The paper said how dangerous, they coughed
and snuffed in their double desks, facing me—
they sneezed and spit on books we passed around
and on the boots I tied, retied, barely
out of school myself, Price at the front—
they smeared their lunch, they had no handkerchiefs,
no fresh water to wash my hands—when the youngest
started to cry, flushed and scared,
I just couldn’t touch her, I let her cry.

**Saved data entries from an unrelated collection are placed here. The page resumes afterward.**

//! Recursive-descent parser that turns the token stream into a `Node` tree.
//!
//! The parser never gives up on a document: a broken code block becomes an
//! `Error` node, which is moved into the error list instead of the tree,
//! and parsing resumes after it.

use super::ast::{Node, NodeKind};
use super::lexer::{Token, TokenKind};
use super::token_stream::TokenStream;
use crate::model::{Diagnostic, TextRange};

/// Deepest allowed `[` nesting. Descent is recursive, so this bounds stack use.
pub const MAX_NESTING: usize = 64;

#[derive(Debug, Clone, PartialEq)]
pub struct ParseOutput {
    pub root: Node,
    pub errors: Vec<Diagnostic>,
}

#[derive(thiserror::Error, Debug, Clone, PartialEq, Eq)]
pub enum SyntaxErrorKind {
    #[error("missing identifier")]
    MissingIdentifier,

    #[error("missing closing \"]\"")]
    MissingClose,

    #[error("invalid escape sequence \"{0}\"")]
    InvalidEscape(String),

    #[error("unexpected \"{0}\"")]
    Unexpected(String),

    #[error("blocks nested deeper than {MAX_NESTING}")]
    TooDeep,
}

#[derive(thiserror::Error, Debug, Clone, PartialEq, Eq)]
#[error("{kind}")]
pub struct SyntaxError {
    pub range: TextRange,
    pub kind: SyntaxErrorKind,
}

impl SyntaxError {
    fn new(range: TextRange, kind: SyntaxErrorKind) -> Self {
        Self { range, kind }
    }

    fn into_node(self) -> Node {
        Node::error(self.range, self.kind.to_string())
    }
}

/// Parse a lexed template. `source` is the text the tokens came from.
pub fn parse(tokens: &[Token], source: &str) -> ParseOutput {
    Parser::new(tokens, source).parse()
}

struct Parser<'t> {
    stream: TokenStream<'t>,
    source: Vec<char>,
    errors: Vec<Diagnostic>,
    depth: usize,
}

impl<'t> Parser<'t> {
    fn new(tokens: &'t [Token], source: &str) -> Self {
        Self {
            stream: TokenStream::new(tokens),
            source: source.chars().collect(),
            errors: Vec::new(),
            depth: 0,
        }
    }

    fn parse(mut self) -> ParseOutput {
        if self.stream.eos() {
            return ParseOutput {
                root: Node::string(TextRange::default(), ""),
                errors: Vec::new(),
            };
        }
        let root = self.concat(None);
        ParseOutput {
            root,
            errors: self.errors,
        }
    }

    /// Prose and code blocks. `indent` is set inside a result alternative:
    /// there `|` and `]` end the run and line indentation is trimmed.
    fn concat(&mut self, indent: Option<usize>) -> Node {
        let mut children = Vec::new();

        while let Some(token) = self.stream.current() {
            let node = match token.kind {
                TokenKind::BracketOpen => self.code_block(),
                TokenKind::String
                | TokenKind::Escape
                | TokenKind::Newline
                | TokenKind::Whitespace => self.text(indent.unwrap_or(0)),
                TokenKind::Pipe | TokenKind::BracketClose if indent.is_some() => break,
                _ => {
                    self.stream.advance();
                    self.invalid_token(token).into_node()
                }
            };
            self.collect(&mut children, node);
        }

        match children.len() {
            0 => Node::string(TextRange::at(self.stream.current_range().start), ""),
            1 => children.remove(0),
            _ => {
                let range = TextRange::span(&children[0].range, &children[children.len() - 1].range);
                Node::new(range, NodeKind::Concat(children))
            }
        }
    }

    fn collect(&mut self, children: &mut Vec<Node>, node: Node) {
        match node.kind {
            NodeKind::Error(message) => self.errors.push(Diagnostic::new(node.range, message)),
            _ => children.push(node),
        }
    }

    fn text(&mut self, indent: usize) -> Node {
        let mut value = String::new();
        let mut range: Option<TextRange> = None;

        while let Some(token) = self.stream.current() {
            match token.kind {
                TokenKind::String | TokenKind::Newline => value.extend(token.slice(&self.source)),
                TokenKind::Escape => value.push('['),
                TokenKind::Whitespace => value.extend(token.slice(&self.source).iter().skip(indent)),
                _ => break,
            }
            self.stream.advance();
            range = Some(match range {
                Some(r) => TextRange::span(&r, &token.range),
                None => token.range,
            });
        }

        Node::string(range.unwrap_or_else(|| self.stream.current_range()), value)
    }

    fn code_block(&mut self) -> Node {
        let Some(open) = self.stream.consume(TokenKind::BracketOpen) else {
            return SyntaxError::new(
                self.stream.current_range(),
                SyntaxErrorKind::Unexpected(String::new()),
            )
            .into_node();
        };

        if self.depth >= MAX_NESTING {
            self.synchronize();
            return SyntaxError::new(open.range, SyntaxErrorKind::TooDeep).into_node();
        }

        self.depth += 1;
        let parsed = self.eval();
        self.depth -= 1;

        match parsed {
            Ok(node) => {
                // leave whatever follows for the caller
                if self.stream.consume(TokenKind::BracketClose).is_none() {
                    return SyntaxError::new(open.range, SyntaxErrorKind::MissingClose).into_node();
                }
                node
            }
            Err(err) => {
                self.synchronize();
                err.into_node()
            }
        }
    }

    /// Skip to just past the `]` that closes the current block.
    fn synchronize(&mut self) {
        let mut depth = 0usize;
        while let Some(token) = self.stream.advance() {
            match token.kind {
                TokenKind::BracketOpen => depth += 1,
                TokenKind::BracketClose if depth == 0 => break,
                TokenKind::BracketClose => depth -= 1,
                _ => {}
            }
        }
    }

    fn eval(&mut self) -> Result<Node, SyntaxError> {
        self.stream.whitespace();

        let identity = self.path()?;
        let args = self.arguments(identity.range);
        let results = self.results(identity.range);

        let end = match (&results.kind, &args.kind) {
            (NodeKind::Results(r), _) if !r.is_empty() => results.range.end,
            (_, NodeKind::Args(a)) if !a.is_empty() => args.range.end,
            _ => identity.range.end,
        };
        let range = TextRange::new(identity.range.start, end);

        Ok(Node::eval(range, identity, args, results))
    }

    /// `a.b.c`, optionally followed by `?`.
    fn path(&mut self) -> Result<Node, SyntaxError> {
        let first = self.segment().ok_or_else(|| {
            SyntaxError::new(self.stream.current_range(), SyntaxErrorKind::MissingIdentifier)
        })?;
        let mut segments = vec![first];

        while let Some(dot) = self.stream.consume(TokenKind::Dot) {
            let seg = self
                .segment()
                .ok_or_else(|| SyntaxError::new(dot.range, SyntaxErrorKind::MissingIdentifier))?;
            segments.push(seg);
        }

        if let Some(question) = self.stream.consume(TokenKind::QuestionMark) {
            let range = TextRange::span(&segments[0].range, &question.range);
            return Ok(Node::new(range, NodeKind::Exists(segments)));
        }
        Ok(Node::retrieve(segments))
    }

    fn segment(&mut self) -> Option<Node> {
        let token = self
            .stream
            .consume(TokenKind::Identity)
            .or_else(|| self.stream.consume(TokenKind::Article))?;
        Some(Node::identity(token.range, token.text(&self.source)))
    }

    fn arguments(&mut self, identity: TextRange) -> Node {
        let mut values = Vec::new();
        while self.stream.whitespace() {
            match self.value() {
                Some(v) => values.push(v),
                None => break,
            }
        }
        list_node(values, identity, NodeKind::Args)
    }

    /// One argument: adjacent String / Dot tokens, numeric if the whole run
    /// parses as a finite number.
    fn value(&mut self) -> Option<Node> {
        let mut text = String::new();
        let mut range: Option<TextRange> = None;

        while let Some(token) = self.stream.current() {
            if !matches!(token.kind, TokenKind::String | TokenKind::Dot) {
                break;
            }
            text.extend(token.slice(&self.source));
            self.stream.advance();
            range = Some(match range {
                Some(r) => TextRange::span(&r, &token.range),
                None => token.range,
            });
        }

        let range = range?;
        match text.parse::<f64>() {
            Ok(n) if n.is_finite() => Some(Node::number_literal(range, n, text)),
            _ => Some(Node::string(range, text)),
        }
    }

    fn results(&mut self, identity: TextRange) -> Node {
        let mut alternatives = Vec::new();
        while let Some(pipe) = self.stream.consume(TokenKind::Pipe) {
            let indent = self.indent_of(pipe);
            alternatives.push(self.concat(Some(indent)));
        }
        list_node(alternatives, identity, NodeKind::Results)
    }

    /// Width of the leading whitespace on `token`'s line.
    fn indent_of(&self, token: &Token) -> usize {
        self.source
            .iter()
            .skip(token.offset)
            .take_while(|c| matches!(c, ' ' | '\t'))
            .count()
    }

    fn invalid_token(&self, token: &Token) -> SyntaxError {
        let text = token.text(&self.source);
        let kind = if token.kind == TokenKind::Error && text == "\\" {
            let next = self
                .source
                .get(token.offset + token.range.end.col)
                .filter(|c| **c != '\n');
            match next {
                Some(c) => SyntaxErrorKind::InvalidEscape(format!("\\{c}")),
                None => SyntaxErrorKind::InvalidEscape("\\".to_string()),
            }
        } else {
            SyntaxErrorKind::Unexpected(text)
        };
        SyntaxError::new(token.range, kind)
    }
}

/// `Args` / `Results` node; empty lists sit at the end of the identity.
fn list_node(children: Vec<Node>, identity: TextRange, kind: fn(Vec<Node>) -> NodeKind) -> Node {
    let range = match (children.first(), children.last()) {
        (Some(first), Some(last)) => TextRange::span(&first.range, &last.range),
        _ => TextRange::at(identity.end),
    };
    Node::new(range, kind(children))
}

Their teacher, and I let them cry.
The book is heartbreaking, beautiful, frightening, completely unsentimental. The germ for it began with stories told by Voigt’s father, whose own mother died during the pandemic when he was just eight years old. You can watch her describe that and other details about how the book was shaped in a terrific presentation in a Voices in Remembrance Series on the 1918 epidemic, held in 2018 at the UVA Medical Center. The presentation is led by poet Marianne Boruch, who introduces the poems and provides a context. The sound quality is poor for her part–just turn on the captions.
7 Comments
I love this. Thank you, Sharon.
I’m teaching a seminar on the book at the residency.
Thank you, Sharon! As soon as I saw the email, I thought: of course, this book. Loved it. Also heard her read at AWP; one of those who can read the paint off the walls:)
I found it really illuminating to hear her describe how she shaped the book.
Kyrie is a beautifully made and deeply affecting collection. Thank you for getting the word out, Sharon.
My favorite book of Ellen’s. I hear her chillingly crisp voice speaking many of the poems, for instance this one. My paternal grandfather was a pathologist stationed in France during WW I. His job was to figure out what to do about the lice that were tormenting everybody in the trenches. He experimented on himself, reports in one of his letters to my grandmother how he held a bottle cap full of lice against his arm. He also tried to find a cure for the influenza. He was convinced there’d be a bacteriophage that would do the trick. He made little paintings of what he saw in his microscope. He was mistaken about bacteriophage, they didn’t know about viruses yet. His eldest son, Edward, died of the flu at age 11.
Oh, I love the story about your grandfather. Do the little paintings still exist? Ellen reads the poems beautifully in the video.